### EXTRACTED DATA
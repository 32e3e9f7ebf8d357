//! Basic usage example for sieve-validator

use serde_json::json;
use sieve_validator::prelude::*;

fn main() -> Result<(), DispatchError> {
    // A single value, checked by name
    let mut zip = Input::new("252 52");
    if zip.check("zip", &[json!(5)])? {
        println!("✓ '252 52' is a zip code, stored as {}", zip.value());
    }

    // A chain with a failure map
    let mut chain = ValidationChain::new("john.doe@gmail.com");
    chain.map_error_to_key("email").check("isEmail", &[])?;
    chain
        .map_error_to_key("email")
        .check("length", &[json!(1), json!(16)])?;
    chain.check("notIsPhone", &[])?.check("endsWith", &[json!(".net")])?;

    for (group, rules) in chain.failed_validations() {
        for (rule, args) in rules {
            println!("✗ {group}: {rule} {args:?}");
        }
    }

    // Checksums on their own
    let ssn = LuhnIdentifier::new("811228-9874");
    println!("✓ personal number valid: {}", ssn.is_personal_number(2026));

    // Typed validators with detailed errors
    if let Err(e) = email().validate("john.doe-gmail.com") {
        println!("✗ 'john.doe-gmail.com': {e}");
    }

    println!("\nsieve-validator is working correctly!");
    Ok(())
}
######
YOUR GOAL: In the records above, find each line with the word "group" and copy it.

OUTPUT BELOW:
    for (group, rules) in chain.failed_validations() {
            println!("✗ {group}: {rule} {args:?}");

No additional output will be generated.